[Start of section]

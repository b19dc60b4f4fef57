//! Turn execution
//!
//! One turn: look up the current state's definition, ask the completion
//! client for a structured result, let the state's handler interpret it, then
//! commit the transition and context writes in one step. Nothing is written
//! to the conversation unless the whole turn succeeds.

use super::definition::{HandlerError, StateDefinition, StateRegistry, TurnView};
use super::state::{Conversation, ConversationState, TurnResult};
use crate::llm::{CompletionClient, CompletionRequest, Exchange, LlmError, StructuredResult};
use std::panic::{catch_unwind, AssertUnwindSafe};
use std::sync::Arc;
use thiserror::Error;

/// Fixed reply for any turn requested once the conversation has ended
pub const CLOSING_REPLY: &str =
    "Goodbye! If you need further assistance, feel free to reach out again.";

/// Reply to an explicit quit/exit command; also the notice streamed after END
pub const ENDED_NOTICE: &str = "Conversation ended. Thank you!";

pub const APOLOGY_REPLY: &str =
    "I'm sorry, there was an error processing your request. Please try again.";

pub const FATAL_REPLY: &str = "This conversation cannot continue. Please restart the assistant.";

const EXIT_COMMANDS: &[&str] = &["quit", "exit"];

/// Errors from a single turn
#[derive(Debug, Clone, Error)]
pub enum EngineError {
    /// Current state or transition target has no definition
    #[error("State {0} is not registered")]
    UnknownState(ConversationState),

    #[error("Handler for {from} chose {to}, which is not a declared transition")]
    UndeclaredTransition {
        from: ConversationState,
        to: ConversationState,
    },

    #[error("Completion service failed: {0}")]
    Service(#[from] LlmError),

    #[error("Handler for {state} failed: {message}")]
    Handler {
        state: ConversationState,
        message: String,
    },
}

impl EngineError {
    /// Fatal errors leave the conversation unable to continue
    pub fn is_fatal(&self) -> bool {
        matches!(self, EngineError::UnknownState(_))
    }

    /// Text shown to the user in place of a reply
    pub fn user_reply(&self) -> &'static str {
        match self {
            EngineError::UnknownState(_) => FATAL_REPLY,
            EngineError::UndeclaredTransition { .. }
            | EngineError::Service(_)
            | EngineError::Handler { .. } => APOLOGY_REPLY,
        }
    }
}

/// Runs turns against a frozen state registry.
///
/// Not shared between threads: the bridge moves it onto its worker.
pub struct Engine {
    registry: StateRegistry,
    client: Arc<dyn CompletionClient>,
}

impl Engine {
    pub fn new(registry: StateRegistry, client: Arc<dyn CompletionClient>) -> Self {
        Self { registry, client }
    }

    /// Fresh conversation in the registry's initial state
    pub fn start_conversation(&self) -> Conversation {
        Conversation::new(self.registry.initial())
    }

    pub async fn run_turn(
        &self,
        conversation: &mut Conversation,
        user_input: &str,
    ) -> Result<TurnResult, EngineError> {
        let state = conversation.state();
        tracing::debug!(
            conversation_id = %conversation.id(),
            state = %state,
            input_len = user_input.len(),
            "Running turn"
        );

        if state.is_terminal() {
            return Ok(TurnResult {
                reply_text: CLOSING_REPLY.to_string(),
                next_state: state,
                did_transition: false,
            });
        }

        if is_exit_command(user_input) {
            tracing::info!(from = %state, to = %ConversationState::End, "Exit command");
            conversation.commit(
                ConversationState::End,
                Vec::new(),
                exchange(user_input, ENDED_NOTICE),
            );
            return Ok(TurnResult {
                reply_text: ENDED_NOTICE.to_string(),
                next_state: ConversationState::End,
                did_transition: true,
            });
        }

        let definition = self
            .registry
            .get(state)
            .ok_or(EngineError::UnknownState(state))?;

        let request = CompletionRequest {
            state,
            prompt: conversation.context().render(&definition.prompt_template),
            user_input: user_input.to_string(),
            schema: definition.response_schema.clone(),
            transitions: definition.transitions.clone(),
            history: conversation.history().cloned().collect(),
        };

        let response = self.client.complete(&request).await.map_err(|e| {
            tracing::warn!(state = %state, error = %e, "Completion failed, staying in state");
            EngineError::Service(e)
        })?;

        let proposed = self.accept_proposal(definition, &response);
        let view = TurnView {
            context: conversation.context(),
            response: &response,
            proposed,
            user_input,
        };

        let outcome = match catch_unwind(AssertUnwindSafe(|| (definition.handler)(&view))) {
            Ok(Ok(outcome)) => outcome,
            Ok(Err(HandlerError::Ambiguous { clarification })) => {
                tracing::debug!(state = %state, "Ambiguous response, asking again");
                conversation.commit(state, Vec::new(), exchange(user_input, &clarification));
                return Ok(TurnResult {
                    reply_text: clarification,
                    next_state: state,
                    did_transition: false,
                });
            }
            Ok(Err(e)) => {
                tracing::error!(state = %state, error = %e, "Handler failed");
                return Err(EngineError::Handler {
                    state,
                    message: e.to_string(),
                });
            }
            Err(panic) => {
                let message = panic_message(panic.as_ref());
                tracing::error!(state = %state, panic = %message, "Handler panicked");
                return Err(EngineError::Handler { state, message });
            }
        };

        let (reply_text, chosen, updates) = outcome.into_parts();
        let next_state = match chosen {
            Some(to) if !definition.declares(to) => {
                tracing::error!(from = %state, to = %to, "Undeclared transition");
                return Err(EngineError::UndeclaredTransition { from: state, to });
            }
            Some(to) if !self.registry.contains(to) => {
                tracing::error!(from = %state, to = %to, "Transition to unregistered state");
                return Err(EngineError::UnknownState(to));
            }
            Some(to) => to,
            None => state,
        };

        let did_transition = next_state != state;
        if did_transition {
            tracing::info!(from = %state, to = %next_state, "Transition");
        }

        conversation.commit(next_state, updates, exchange(user_input, &reply_text));

        Ok(TurnResult {
            reply_text,
            next_state,
            did_transition,
        })
    }

    /// Keep the service's proposal only if it names a declared, registered state
    fn accept_proposal(
        &self,
        definition: &StateDefinition,
        response: &StructuredResult,
    ) -> Option<ConversationState> {
        let raw = response.next_state.as_deref()?;
        match raw.parse::<ConversationState>() {
            Ok(target) if definition.declares(target) && self.registry.contains(target) => {
                Some(target)
            }
            Ok(target) => {
                tracing::warn!(
                    from = %definition.key,
                    proposed = %target,
                    "Discarding proposal for an undeclared transition"
                );
                None
            }
            Err(e) => {
                tracing::warn!(from = %definition.key, error = %e, "Discarding proposal");
                None
            }
        }
    }
}

fn is_exit_command(input: &str) -> bool {
    let input = input.trim();
    EXIT_COMMANDS
        .iter()
        .any(|command| command.eq_ignore_ascii_case(input))
}

fn exchange(user: &str, reply: &str) -> Exchange {
    Exchange {
        user: user.to_string(),
        reply: reply.to_string(),
    }
}

fn panic_message(panic: &(dyn std::any::Any + Send)) -> String {
    if let Some(s) = panic.downcast_ref::<&str>() {
        (*s).to_string()
    } else if let Some(s) = panic.downcast_ref::<String>() {
        s.clone()
    } else {
        "handler panicked".to_string()
    }
}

[End of section]

• _Your instructions_: Scan the records for the word "Some" and copy every line where it is found.

• _Finished task_:
            Some(to) if !definition.declares(to) => {
            Some(to) if !self.registry.contains(to) => {
            Some(to) => to,
                Some(target)
    if let Some(s) = panic.downcast_ref::<&str>() {
    } else if let Some(s) = panic.downcast_ref::<String>() {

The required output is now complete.